Work to be completed:
Report back the lines in this listing that carry the string "SeriesSpec".

The data:
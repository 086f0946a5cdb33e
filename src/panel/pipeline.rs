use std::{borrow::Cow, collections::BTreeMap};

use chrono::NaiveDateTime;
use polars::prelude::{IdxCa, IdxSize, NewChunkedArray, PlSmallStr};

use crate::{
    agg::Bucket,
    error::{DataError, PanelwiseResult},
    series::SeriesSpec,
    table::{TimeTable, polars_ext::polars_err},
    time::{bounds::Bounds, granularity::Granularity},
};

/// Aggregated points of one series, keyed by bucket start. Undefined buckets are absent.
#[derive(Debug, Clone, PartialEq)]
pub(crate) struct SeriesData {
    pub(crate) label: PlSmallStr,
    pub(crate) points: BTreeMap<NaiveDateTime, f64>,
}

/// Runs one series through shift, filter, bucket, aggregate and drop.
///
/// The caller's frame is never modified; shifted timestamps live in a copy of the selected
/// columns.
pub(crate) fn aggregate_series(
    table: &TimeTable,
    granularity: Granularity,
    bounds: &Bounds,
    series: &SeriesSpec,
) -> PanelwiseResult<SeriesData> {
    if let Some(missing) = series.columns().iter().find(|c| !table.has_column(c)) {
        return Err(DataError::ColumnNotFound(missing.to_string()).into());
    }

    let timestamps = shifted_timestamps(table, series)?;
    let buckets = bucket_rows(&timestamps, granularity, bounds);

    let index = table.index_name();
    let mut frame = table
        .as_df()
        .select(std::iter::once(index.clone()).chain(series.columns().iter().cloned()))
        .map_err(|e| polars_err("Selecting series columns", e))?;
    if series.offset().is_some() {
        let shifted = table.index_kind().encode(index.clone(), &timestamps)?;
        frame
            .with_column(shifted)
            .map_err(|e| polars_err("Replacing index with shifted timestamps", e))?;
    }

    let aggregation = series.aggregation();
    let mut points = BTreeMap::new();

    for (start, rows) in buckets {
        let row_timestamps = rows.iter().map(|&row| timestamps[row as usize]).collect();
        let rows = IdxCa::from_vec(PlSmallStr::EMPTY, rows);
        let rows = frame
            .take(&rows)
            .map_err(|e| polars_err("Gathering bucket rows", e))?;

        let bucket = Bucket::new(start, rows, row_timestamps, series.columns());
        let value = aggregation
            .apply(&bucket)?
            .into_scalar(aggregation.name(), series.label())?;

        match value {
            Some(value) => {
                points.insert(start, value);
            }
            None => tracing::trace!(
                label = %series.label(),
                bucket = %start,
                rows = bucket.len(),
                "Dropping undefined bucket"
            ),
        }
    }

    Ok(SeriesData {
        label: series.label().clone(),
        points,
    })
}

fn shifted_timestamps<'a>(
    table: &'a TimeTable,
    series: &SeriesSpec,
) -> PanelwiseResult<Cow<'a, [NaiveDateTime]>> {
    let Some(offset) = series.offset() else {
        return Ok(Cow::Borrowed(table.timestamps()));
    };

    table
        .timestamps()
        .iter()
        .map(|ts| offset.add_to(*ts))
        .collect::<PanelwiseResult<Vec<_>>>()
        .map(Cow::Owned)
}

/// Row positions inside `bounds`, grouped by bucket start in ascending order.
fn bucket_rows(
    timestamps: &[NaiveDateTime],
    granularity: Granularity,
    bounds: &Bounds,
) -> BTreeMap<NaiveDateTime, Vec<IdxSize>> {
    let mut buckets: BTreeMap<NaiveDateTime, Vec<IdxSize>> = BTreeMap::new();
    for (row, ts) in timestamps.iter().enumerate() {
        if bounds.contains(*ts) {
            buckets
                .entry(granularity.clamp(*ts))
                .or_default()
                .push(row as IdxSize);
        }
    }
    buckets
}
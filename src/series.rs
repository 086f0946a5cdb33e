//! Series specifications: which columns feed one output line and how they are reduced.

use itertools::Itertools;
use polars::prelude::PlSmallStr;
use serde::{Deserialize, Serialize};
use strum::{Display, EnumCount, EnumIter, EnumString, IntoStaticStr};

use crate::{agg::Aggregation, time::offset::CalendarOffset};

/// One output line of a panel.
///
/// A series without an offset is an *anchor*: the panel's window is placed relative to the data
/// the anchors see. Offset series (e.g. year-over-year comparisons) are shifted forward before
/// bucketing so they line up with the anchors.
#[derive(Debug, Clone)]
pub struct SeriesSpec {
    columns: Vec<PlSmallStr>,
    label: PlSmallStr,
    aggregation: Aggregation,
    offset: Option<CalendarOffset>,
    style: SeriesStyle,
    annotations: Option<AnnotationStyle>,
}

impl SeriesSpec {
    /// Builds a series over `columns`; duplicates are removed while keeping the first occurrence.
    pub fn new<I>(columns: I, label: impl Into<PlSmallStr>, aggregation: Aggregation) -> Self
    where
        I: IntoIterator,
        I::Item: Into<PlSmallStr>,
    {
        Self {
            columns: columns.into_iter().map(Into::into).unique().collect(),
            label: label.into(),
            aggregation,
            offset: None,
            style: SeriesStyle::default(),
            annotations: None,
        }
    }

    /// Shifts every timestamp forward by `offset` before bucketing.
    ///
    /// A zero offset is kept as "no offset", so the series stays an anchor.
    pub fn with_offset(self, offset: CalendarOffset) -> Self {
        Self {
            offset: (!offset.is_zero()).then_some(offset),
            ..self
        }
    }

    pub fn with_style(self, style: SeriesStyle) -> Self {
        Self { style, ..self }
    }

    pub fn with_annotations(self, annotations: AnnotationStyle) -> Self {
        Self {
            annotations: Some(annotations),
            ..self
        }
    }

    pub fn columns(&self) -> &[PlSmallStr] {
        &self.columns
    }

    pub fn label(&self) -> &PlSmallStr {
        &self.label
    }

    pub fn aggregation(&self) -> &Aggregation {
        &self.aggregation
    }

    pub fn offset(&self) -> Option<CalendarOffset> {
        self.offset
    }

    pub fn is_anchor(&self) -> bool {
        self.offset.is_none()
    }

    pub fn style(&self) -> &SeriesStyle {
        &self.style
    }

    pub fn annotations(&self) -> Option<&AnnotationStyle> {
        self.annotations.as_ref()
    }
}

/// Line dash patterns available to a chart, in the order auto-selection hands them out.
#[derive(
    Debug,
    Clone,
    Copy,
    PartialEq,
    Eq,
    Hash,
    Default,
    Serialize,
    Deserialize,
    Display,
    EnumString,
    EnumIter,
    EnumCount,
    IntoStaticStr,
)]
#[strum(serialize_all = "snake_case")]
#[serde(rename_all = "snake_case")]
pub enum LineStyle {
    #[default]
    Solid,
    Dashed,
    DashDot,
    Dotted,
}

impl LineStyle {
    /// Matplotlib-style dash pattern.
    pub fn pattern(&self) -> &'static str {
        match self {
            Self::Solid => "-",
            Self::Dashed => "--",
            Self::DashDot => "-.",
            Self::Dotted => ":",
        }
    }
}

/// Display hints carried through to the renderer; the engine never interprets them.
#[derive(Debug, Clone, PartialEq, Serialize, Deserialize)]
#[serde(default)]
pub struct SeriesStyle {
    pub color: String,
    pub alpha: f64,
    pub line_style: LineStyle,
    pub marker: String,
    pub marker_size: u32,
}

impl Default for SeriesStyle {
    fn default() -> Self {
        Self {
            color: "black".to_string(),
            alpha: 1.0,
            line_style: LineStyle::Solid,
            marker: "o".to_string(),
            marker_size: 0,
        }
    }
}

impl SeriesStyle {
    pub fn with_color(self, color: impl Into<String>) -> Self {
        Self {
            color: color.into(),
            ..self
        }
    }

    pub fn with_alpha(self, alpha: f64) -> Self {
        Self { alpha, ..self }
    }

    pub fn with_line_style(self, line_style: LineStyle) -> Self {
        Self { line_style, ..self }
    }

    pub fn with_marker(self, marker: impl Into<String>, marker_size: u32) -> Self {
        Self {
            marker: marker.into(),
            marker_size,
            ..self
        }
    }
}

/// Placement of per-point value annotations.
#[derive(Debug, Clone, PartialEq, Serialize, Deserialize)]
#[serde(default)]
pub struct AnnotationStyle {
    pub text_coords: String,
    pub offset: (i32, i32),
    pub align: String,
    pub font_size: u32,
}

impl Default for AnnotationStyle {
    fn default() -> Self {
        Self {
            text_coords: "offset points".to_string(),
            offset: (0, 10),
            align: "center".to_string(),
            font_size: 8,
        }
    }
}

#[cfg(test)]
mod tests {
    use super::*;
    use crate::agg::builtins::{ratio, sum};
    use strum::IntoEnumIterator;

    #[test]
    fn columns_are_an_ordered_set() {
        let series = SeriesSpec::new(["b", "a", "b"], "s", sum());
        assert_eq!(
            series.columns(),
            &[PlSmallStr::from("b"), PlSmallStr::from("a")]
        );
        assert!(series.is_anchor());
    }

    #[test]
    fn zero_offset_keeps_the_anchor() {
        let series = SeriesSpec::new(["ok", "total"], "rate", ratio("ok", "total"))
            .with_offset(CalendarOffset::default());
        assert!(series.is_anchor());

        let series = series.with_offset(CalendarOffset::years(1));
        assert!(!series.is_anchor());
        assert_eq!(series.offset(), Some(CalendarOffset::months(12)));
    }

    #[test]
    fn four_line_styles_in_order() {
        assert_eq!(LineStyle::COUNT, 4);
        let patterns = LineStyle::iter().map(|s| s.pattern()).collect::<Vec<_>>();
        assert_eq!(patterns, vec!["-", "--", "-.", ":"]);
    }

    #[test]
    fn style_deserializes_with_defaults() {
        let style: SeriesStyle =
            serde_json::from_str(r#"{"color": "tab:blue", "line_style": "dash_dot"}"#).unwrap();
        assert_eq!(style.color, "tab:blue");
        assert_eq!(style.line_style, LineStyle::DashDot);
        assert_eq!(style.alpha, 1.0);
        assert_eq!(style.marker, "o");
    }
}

Result of the exercise:
    series::SeriesSpec,
    series: &SeriesSpec,
    series: &SeriesSpec,
pub struct SeriesSpec {
impl SeriesSpec {
        let series = SeriesSpec::new(["b", "a", "b"], "s", sum());
        let series = SeriesSpec::new(["ok", "total"], "rate", ratio("ok", "total"))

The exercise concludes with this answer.